==== Information shown ====

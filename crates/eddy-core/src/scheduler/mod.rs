//! Operator scheduling: which instance should a worker run next?
//!
//! A scheduler answers [`Scheduler::next`] for each worker; `None` means
//! "no ready work" and the worker yields. An instance is *ready* iff its
//! input queue is non-empty; sources never appear here, they run on
//! dedicated threads.
//!
//! Two policies are implemented:
//!
//! | Policy | Instance visibility | Idle behavior |
//! |---|---|---|
//! | [`RoundRobinScheduler`] | all workers see all instances | probe N, give up |
//! | [`WorkStealingScheduler`] | partitioned, random victims | steal, then give up |
//!
//! `Priority` and `LoadAware` are accepted in the policy enum and fall
//! back to round-robin.

mod round_robin;
mod work_stealing;

use std::sync::atomic::{AtomicU64, Ordering};
use std::sync::Arc;

pub use round_robin::RoundRobinScheduler;
pub use work_stealing::WorkStealingScheduler;

use crate::instance::OperatorInstance;

/// Scheduling policy selector.
#[derive(Debug, Clone, Copy, PartialEq, Eq, Default)]
pub enum SchedulingPolicy {
    /// Cycle through a shared instance list.
    #[default]
    RoundRobin,
    /// Partitioned instances; idle workers steal from random victims.
    WorkStealing,
    /// Reserved; currently falls back to round-robin.
    Priority,
    /// Reserved; currently falls back to round-robin.
    LoadAware,
}

/// Shared scheduler counters.
#[derive(Debug, Default)]
pub struct SchedulerStats {
    /// `next` calls, regardless of outcome.
    pub total_scheduled: AtomicU64,
    /// `next` calls that found no ready instance.
    pub idle_cycles: AtomicU64,
    /// Ready instances found in another worker's partition.
    pub work_stolen: AtomicU64,
    /// Reserved for notification-based policies.
    pub backpressure_waits: AtomicU64,
}

impl SchedulerStats {
    /// Returns a point-in-time copy of the counters.
    #[must_use]
    pub fn snapshot(&self) -> SchedulerStatsSnapshot {
        SchedulerStatsSnapshot {
            total_scheduled: self.total_scheduled.load(Ordering::Relaxed),
            idle_cycles: self.idle_cycles.load(Ordering::Relaxed),
            work_stolen: self.work_stolen.load(Ordering::Relaxed),
            backpressure_waits: self.backpressure_waits.load(Ordering::Relaxed),
        }
    }
}

/// Point-in-time snapshot of [`SchedulerStats`].
#[derive(Debug, Clone, Copy, Default)]
pub struct SchedulerStatsSnapshot {
    /// `next` calls, regardless of outcome.
    pub total_scheduled: u64,
    /// `next` calls that found no ready instance.
    pub idle_cycles: u64,
    /// Cross-partition hits.
    pub work_stolen: u64,
    /// Reserved.
    pub backpressure_waits: u64,
}

/// Picks the next instance a worker should execute.
///
/// `next` must be safe for concurrent calls from every worker; both
/// provided variants keep per-worker cursor/PRNG state in slots fixed at
/// construction, so there is no cross-worker contention beyond the
/// shared counters.
pub trait Scheduler: Send + Sync {
    /// Returns the next ready instance for `worker_id`, or `None` when no
    /// instance has queued input.
    fn next(&self, worker_id: u32) -> Option<Arc<OperatorInstance>>;

    /// Hook for notification-based policies. The provided variants poll,
    /// so this is a no-op.
    fn notify_work_available(&self) {}

    /// Returns the scheduler counters.
    fn stats(&self) -> SchedulerStatsSnapshot;

    /// Returns the policy this scheduler implements.
    fn policy(&self) -> SchedulingPolicy;
}

/// Builds a scheduler for `policy` over `instances`, sized for
/// `num_workers` workers.
///
/// `Priority` and `LoadAware` fall back to round-robin.
#[must_use]
pub fn create_scheduler(
    policy: SchedulingPolicy,
    instances: Vec<Arc<OperatorInstance>>,
    num_workers: u32,
) -> Arc<dyn Scheduler> {
    match policy {
        SchedulingPolicy::WorkStealing => {
            Arc::new(WorkStealingScheduler::new(instances, num_workers))
        }
        SchedulingPolicy::RoundRobin | SchedulingPolicy::Priority | SchedulingPolicy::LoadAware => {
            Arc::new(RoundRobinScheduler::new(instances, num_workers))
        }
    }
}

#[cfg(test)]
pub(crate) mod testing {
    use super::*;
    use crate::event::Event;
    use crate::operator::{op_fn, EmitContext, OperatorStats};
    use crate::queue::BoundedQueue;

    /// Builds a pass-through instance with its own input queue.
    pub fn stub_instance(name: &str) -> (Arc<OperatorInstance>, Arc<BoundedQueue>) {
        let input = Arc::new(BoundedQueue::new(16));
        let stats = Arc::new(OperatorStats::default());
        let ctx = EmitContext::new(name, 0).with_stats(Arc::clone(&stats));
        let op = op_fn(name, |_event: Event, _ctx: &mut EmitContext| {});
        let instance = OperatorInstance::new(op, Some(Arc::clone(&input)), ctx, stats);
        (Arc::new(instance), input)
    }
}
impl BoundedQueue {
    /// Creates a queue with the requested capacity, rounded up to the next
    /// power of two (minimum 2).
    #[must_use]
    pub fn new(capacity: usize) -> Self {
        let capacity = capacity.max(2).next_power_of_two();
        let buf: Vec<Option<Event>> = (0..capacity).map(|_| None).collect();
        Self {
            ring: Mutex::new(Ring {
                buf: buf.into_boxed_slice(),
                head: 0,
                tail: 0,
                len: 0,
                closed: false,
                push_count: 0,
                pop_count: 0,
                push_blocked_count: 0,
                pop_blocked_count: 0,
                high_watermark: 0,
            }),
            not_full: Condvar::new(),
            not_empty: Condvar::new(),
            capacity,
            mask: capacity - 1,
        }
    }

    /// Pushes an event, blocking while the queue is full.
    ///
    /// Returns `true` on acceptance, `false` if the queue is (or becomes)
    /// closed while waiting.
    pub fn push(&self, event: Event) -> bool {
        let mut ring = self.ring.lock();
        if ring.len == self.capacity && !ring.closed {
            ring.push_blocked_count += 1;
            while ring.len == self.capacity && !ring.closed {
                self.not_full.wait(&mut ring);
            }
        }
        if ring.closed {
            return false;
        }
        self.enqueue(&mut ring, event);
        drop(ring);
        self.not_empty.notify_one();
        true
    }

    /// Pushes an event without blocking.
    ///
    /// Returns `false` if the queue is full or closed.
    pub fn try_push(&self, event: Event) -> bool {
        let mut ring = self.ring.lock();
        if ring.len == self.capacity || ring.closed {
            return false;
        }
        self.enqueue(&mut ring, event);
        drop(ring);
        self.not_empty.notify_one();
        true
    }

    /// Pushes an event, blocking up to `timeout` while the queue is full.
    ///
    /// Returns `false` on timeout or closure.
    pub fn push_for(&self, event: Event, timeout: Duration) -> bool {
        let deadline = Instant::now() + timeout;
        let mut ring = self.ring.lock();
        if ring.len == self.capacity && !ring.closed {
            ring.push_blocked_count += 1;
            while ring.len == self.capacity && !ring.closed {
                if self.not_full.wait_until(&mut ring, deadline).timed_out() {
                    return false;
                }
            }
        }
        if ring.closed {
            return false;
        }
        self.enqueue(&mut ring, event);
        drop(ring);
        self.not_empty.notify_one();
        true
    }

    /// Pops the oldest event, blocking while the queue is empty and open.
    ///
    /// Returns `None` only once the queue is closed and fully drained.
    pub fn pop(&self) -> Option<Event> {
        let mut ring = self.ring.lock();
        if ring.len == 0 && !ring.closed {
            ring.pop_blocked_count += 1;
            while ring.len == 0 && !ring.closed {
                self.not_empty.wait(&mut ring);
            }
        }
        if ring.len == 0 {
            return None;
        }
        let event = self.dequeue(&mut ring);
        drop(ring);
        self.not_full.notify_one();
        event
    }

    /// Pops the oldest event without blocking.
    pub fn try_pop(&self) -> Option<Event> {
        let mut ring = self.ring.lock();
        if ring.len == 0 {
            return None;
        }
        let event = self.dequeue(&mut ring);
        drop(ring);
        self.not_full.notify_one();
        event
    }

    /// Pops the oldest event, blocking up to `timeout` while the queue is
    /// empty and open.
    ///
    /// Returns `None` on timeout, or on closed-and-drained.
    pub fn pop_for(&self, timeout: Duration) -> Option<Event> {
        let deadline = Instant::now() + timeout;
        let mut ring = self.ring.lock();
        if ring.len == 0 && !ring.closed {
            ring.pop_blocked_count += 1;
            while ring.len == 0 && !ring.closed {
                if self.not_empty.wait_until(&mut ring, deadline).timed_out() {
                    return None;
                }
            }
        }
        if ring.len == 0 {
            return None;
        }
        let event = self.dequeue(&mut ring);
        drop(ring);
        self.not_full.notify_one();
        event
    }

    /// Closes the queue. Idempotent.
    ///
    /// Blocked pushers wake and return `false`; blocked poppers wake and
    /// drain the remaining items before observing `None`.
    pub fn close(&self) {
        {
            let mut ring = self.ring.lock();
            ring.closed = true;
        }
        self.not_full.notify_all();
        self.not_empty.notify_all();
    }

    /// Returns `true` if the queue has been closed.
    #[must_use]
    pub fn is_closed(&self) -> bool {
        self.ring.lock().closed
    }

    /// Returns the current number of queued events.
    #[must_use]
    pub fn len(&self) -> usize {
        self.ring.lock().len
    }

    /// Returns `true` if the queue holds no events.
    #[must_use]
    pub fn is_empty(&self) -> bool {
        self.ring.lock().len == 0
    }

    /// Returns `true` if the queue is at capacity.
    #[must_use]
    pub fn is_full(&self) -> bool {
        self.ring.lock().len == self.capacity
    }

    /// Returns the fixed capacity.
    #[inline]
    #[must_use]
    pub fn capacity(&self) -> usize {
        self.capacity
    }

    /// Returns a consistent snapshot of the queue counters.
    #[must_use]
    pub fn stats(&self) -> QueueStats {
        let ring = self.ring.lock();
        QueueStats {
            push_count: ring.push_count,
            pop_count: ring.pop_count,
            push_blocked_count: ring.push_blocked_count,
            pop_blocked_count: ring.pop_blocked_count,
            current_size: ring.len,
            high_watermark: ring.high_watermark,
            capacity: self.capacity,
        }
    }

    fn enqueue(&self, ring: &mut Ring, event: Event) {
        let tail = ring.tail;
        ring.buf[tail] = Some(event);
        ring.tail = (tail + 1) & self.mask;
        ring.len += 1;
        ring.push_count += 1;
        if ring.len > ring.high_watermark {
            ring.high_watermark = ring.len;
        }
    }

    fn dequeue(&self, ring: &mut Ring) -> Option<Event> {
        let head = ring.head;
        let event = ring.buf[head].take();
        debug_assert!(event.is_some(), "ring slot empty below len");
        ring.head = (head + 1) & self.mask;
        ring.len -= 1;
        ring.pop_count += 1;
        event
    }
}
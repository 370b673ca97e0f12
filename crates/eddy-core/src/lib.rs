//! # eddy-core
//!
//! Execution engine for the eddy stream-processing runtime: a single-node,
//! in-process dataflow engine with bounded queues, cooperative scheduling
//! across a worker pool, and end-to-end backpressure. No broker, no
//! network, no persistence — sources and sinks run inside the process.
//!
//! ## Architecture
//!
//! ```text
//! ┌─────────┐  queue   ┌──────────┐  queue   ┌─────────┐
//! │ Source   │ ───────▶ │ Operator  │ ───────▶ │ Sink     │
//! │ (thread) │          │ (workers) │          │ (workers)│
//! └─────────┘          └──────────┘          └─────────┘
//! ```
//!
//! - [`event`] — the unit of flow.
//! - [`queue`] — bounded MPMC channel; one per graph edge.
//! - [`operator`] — operator/source/sink contracts and the emit context.
//! - [`instance`] — operators bound to their queues, with the
//!   single-worker claim.
//! - [`scheduler`] — round-robin and work-stealing instance selection.
//! - [`worker`] — the thread pool driving the scheduler.
//! - [`metrics`] — advisory counters consumed by the runtime.
//!
//! Graph construction and lifecycle coordination live in the companion
//! `eddy-runtime` crate.

#![deny(missing_docs)]
#![warn(clippy::all, clippy::pedantic)]

pub mod event;
pub mod instance;
pub mod metrics;
pub mod operator;
pub mod queue;
pub mod scheduler;
pub mod worker;

pub use event::{Event, EventKey, EventMetadata, Payload, SequenceNumber, StreamItem};
pub use instance::{OperatorInstance, SourceInstance, DEFAULT_BATCH_SIZE};
pub use metrics::{Counter, Gauge, LatencyHistogram, MetricsCollector, RuntimeMetricsSnapshot};
pub use operator::{
    op_filter_map, op_fn, op_map_payload, EmitContext, Operator, OperatorKind, OperatorState,
    OperatorStats, OperatorStatsSnapshot, Sink, SinkAdapter, Source, StopToken,
};
pub use queue::{BoundedQueue, QueueStats};
pub use scheduler::{
    create_scheduler, RoundRobinScheduler, Scheduler, SchedulerStatsSnapshot, SchedulingPolicy,
    WorkStealingScheduler,
};
pub use worker::{WorkerPool, WorkerStats, WorkerStatsSnapshot};
//! Event types for the stream-processing engine.
//!
//! An [`Event`] is the unit of flow: an immutable payload plus routing
//! metadata. Events are produced once by a source, moved edge to edge
//! through the graph, and consumed at most once per downstream edge.
//!
//! Timestamps use [`Instant`] so they are monotonic; wall-clock time is
//! deliberately absent from the data path.

use std::time::Instant;

/// Key type used for partitioning and routing.
pub type EventKey = u64;

/// Sequence number for ordering within a stream.
pub type SequenceNumber = u64;

/// Payload carried by an event.
///
/// A small closed set of value shapes. Anything else travels as
/// [`Payload::Bytes`], which user operators are free to interpret.
#[derive(Debug, Clone, PartialEq, Default)]
pub enum Payload {
    /// No value (e.g. a pure signal event).
    #[default]
    Empty,
    /// Signed 64-bit integer.
    Int(i64),
    /// 64-bit float.
    Float(f64),
    /// UTF-8 text.
    Text(String),
    /// Opaque binary data.
    Bytes(Vec<u8>),
}

impl From<i64> for Payload {
    fn from(v: i64) -> Self {
        Payload::Int(v)
    }
}

impl From<f64> for Payload {
    fn from(v: f64) -> Self {
        Payload::Float(v)
    }
}

impl From<String> for Payload {
    fn from(v: String) -> Self {
        Payload::Text(v)
    }
}

impl From<&str> for Payload {
    fn from(v: &str) -> Self {
        Payload::Text(v.to_string())
    }
}

impl From<Vec<u8>> for Payload {
    fn from(v: Vec<u8>) -> Self {
        Payload::Bytes(v)
    }
}

/// Metadata attached to an event for routing, ordering, and tracing.
#[derive(Debug, Clone)]
pub struct EventMetadata {
    /// Optional partitioning key.
    pub key: Option<EventKey>,
    /// Optional sequence number within the originating stream.
    pub sequence: Option<SequenceNumber>,
    /// Monotonic timestamp, captured at construction unless supplied.
    pub timestamp: Instant,
    /// Name of the operator that produced the event, if known.
    pub source: Option<String>,
}

impl Default for EventMetadata {
    fn default() -> Self {
        Self {
            key: None,
            sequence: None,
            timestamp: Instant::now(),
            source: None,
        }
    }
}

impl EventMetadata {
    /// Creates metadata with a partitioning key and a fresh timestamp.
    #[must_use]
    pub fn with_key(key: EventKey) -> Self {
        Self {
            key: Some(key),
            ..Self::default()
        }
    }
}

/// The unit of data flowing through the graph.
///
/// Constructed once, then moved (or cloned for fan-out) through queues.
#[derive(Debug, Clone, Default)]
pub struct Event {
    payload: Payload,
    metadata: EventMetadata,
}

impl Event {
    /// Creates an event from a payload with default metadata.
    #[must_use]
    pub fn new(payload: impl Into<Payload>) -> Self {
        Self {
            payload: payload.into(),
            metadata: EventMetadata::default(),
        }
    }

    /// Creates an event with a payload and a partitioning key.
    #[must_use]
    pub fn with_key(payload: impl Into<Payload>, key: EventKey) -> Self {
        Self {
            payload: payload.into(),
            metadata: EventMetadata::with_key(key),
        }
    }

    /// Creates an event with a payload and fully specified metadata.
    #[must_use]
    pub fn with_metadata(payload: impl Into<Payload>, metadata: EventMetadata) -> Self {
        Self {
            payload: payload.into(),
            metadata,
        }
    }

    /// Creates an event from a payload and fully specified metadata.
    #[must_use]
    pub fn from_parts(payload: Payload, metadata: EventMetadata) -> Self {
        Self { payload, metadata }
    }

    /// Returns the payload.
    #[inline]
    #[must_use]
    pub fn payload(&self) -> &Payload {
        &self.payload
    }

    /// Returns the metadata.
    #[inline]
    #[must_use]
    pub fn metadata(&self) -> &EventMetadata {
        &self.metadata
    }

    /// Returns the partitioning key, if any.
    #[inline]
    #[must_use]
    pub fn key(&self) -> Option<EventKey> {
        self.metadata.key
    }

    /// Returns the sequence number, if any.
    #[inline]
    #[must_use]
    pub fn sequence(&self) -> Option<SequenceNumber> {
        self.metadata.sequence
    }

    /// Returns the monotonic timestamp.
    #[inline]
    #[must_use]
    pub fn timestamp(&self) -> Instant {
        self.metadata.timestamp
    }

    /// Returns `true` if the payload is empty.
    #[must_use]
    pub fn holds_empty(&self) -> bool {
        matches!(self.payload, Payload::Empty)
    }

    /// Returns `true` if the payload is an integer.
    #[must_use]
    pub fn holds_int(&self) -> bool {
        matches!(self.payload, Payload::Int(_))
    }

    /// Returns `true` if the payload is a float.
    #[must_use]
    pub fn holds_float(&self) -> bool {
        matches!(self.payload, Payload::Float(_))
    }

    /// Returns `true` if the payload is text.
    #[must_use]
    pub fn holds_text(&self) -> bool {
        matches!(self.payload, Payload::Text(_))
    }

    /// Returns `true` if the payload is binary data.
    #[must_use]
    pub fn holds_bytes(&self) -> bool {
        matches!(self.payload, Payload::Bytes(_))
    }

    /// Returns the integer payload, if this event carries one.
    #[must_use]
    pub fn as_int(&self) -> Option<i64> {
        match self.payload {
            Payload::Int(v) => Some(v),
            _ => None,
        }
    }

    /// Returns the float payload, if this event carries one.
    #[must_use]
    pub fn as_float(&self) -> Option<f64> {
        match self.payload {
            Payload::Float(v) => Some(v),
            _ => None,
        }
    }

    /// Returns the text payload, if this event carries one.
    #[must_use]
    pub fn as_text(&self) -> Option<&str> {
        match &self.payload {
            Payload::Text(s) => Some(s),
            _ => None,
        }
    }

    /// Returns the binary payload, if this event carries one.
    #[must_use]
    pub fn as_bytes(&self) -> Option<&[u8]> {
        match &self.payload {
            Payload::Bytes(b) => Some(b),
            _ => None,
        }
    }

    /// Consumes the event, returning payload and metadata.
    #[must_use]
    pub fn into_parts(self) -> (Payload, EventMetadata) {
        (self.payload, self.metadata)
    }
}

/// An event or an in-band end-of-stream marker.
///
/// Queue closure is the engine's authoritative end-of-stream signal;
/// `PoisonPill` exists for user-level protocols that want an in-band
/// terminator travelling with the data. The engine itself never
/// interprets it.
#[derive(Debug, Clone)]
pub enum StreamItem {
    /// A regular event.
    Event(Event),
    /// End-of-stream marker for user protocols.
    PoisonPill,
}

impl StreamItem {
    /// Returns `true` if this item is the poison pill.
    #[must_use]
    pub fn is_poison(&self) -> bool {
        matches!(self, StreamItem::PoisonPill)
    }
}

#[cfg(test)]
mod tests {
    use super::*;

    #[test]
    fn test_event_int_payload() {
        let event = Event::new(42i64);
        assert_eq!(event.as_int(), Some(42));
        assert_eq!(event.as_float(), None);
        assert_eq!(event.key(), None);
    }

    #[test]
    fn test_event_with_key() {
        let event = Event::with_key("hello", 7);
        assert_eq!(event.key(), Some(7));
        assert_eq!(event.as_text(), Some("hello"));
    }

    #[test]
    fn test_event_with_metadata() {
        let meta = EventMetadata {
            key: Some(8),
            sequence: Some(2),
            timestamp: Instant::now(),
            source: None,
        };
        let event = Event::with_metadata(100i64, meta);
        assert_eq!(event.key(), Some(8));
        assert_eq!(event.sequence(), Some(2));
        assert_eq!(event.as_int(), Some(100));
    }

    #[test]
    fn test_holds_predicates() {
        assert!(Event::default().holds_empty());
        assert!(Event::new(1i64).holds_int());
        assert!(Event::new(1.0f64).holds_float());
        assert!(Event::new("x").holds_text());
        assert!(Event::new(vec![1u8]).holds_bytes());
        assert!(!Event::new(1i64).holds_float());
        assert!(!Event::new("x").holds_empty());
    }

    #[test]
    fn test_event_from_parts_preserves_metadata() {
        let meta = EventMetadata {
            key: Some(3),
            sequence: Some(11),
            timestamp: Instant::now(),
            source: Some("gen".to_string()),
        };
        let ts = meta.timestamp;
        let event = Event::from_parts(Payload::Float(1.5), meta);
        assert_eq!(event.sequence(), Some(11));
        assert_eq!(event.timestamp(), ts);
        assert_eq!(event.metadata().source.as_deref(), Some("gen"));
    }

    #[test]
    fn test_payload_conversions() {
        assert_eq!(Payload::from(1i64), Payload::Int(1));
        assert_eq!(Payload::from(2.0f64), Payload::Float(2.0));
        assert_eq!(Payload::from("x"), Payload::Text("x".to_string()));
        assert_eq!(Payload::from(vec![1u8, 2]), Payload::Bytes(vec![1, 2]));
        assert_eq!(Payload::default(), Payload::Empty);
    }

    #[test]
    fn test_timestamps_are_monotonic() {
        let a = Event::new(1i64);
        let b = Event::new(2i64);
        assert!(b.timestamp() >= a.timestamp());
    }

    #[test]
    fn test_poison_pill() {
        let item = StreamItem::PoisonPill;
        assert!(item.is_poison());
        assert!(!StreamItem::Event(Event::default()).is_poison());
    }
}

====

Task requirements
A word-for-word copy of the entries, from the first line through the line containing "is *ready* iff its", is the whole answer.

Solution
filename crates/eddy-core/src/scheduler/mod.rs
//! Operator scheduling: which instance should a worker run next?
//!
//! A scheduler answers [`Scheduler::next`] for each worker; `None` means
//! "no ready work" and the worker yields. An instance is *ready* iff its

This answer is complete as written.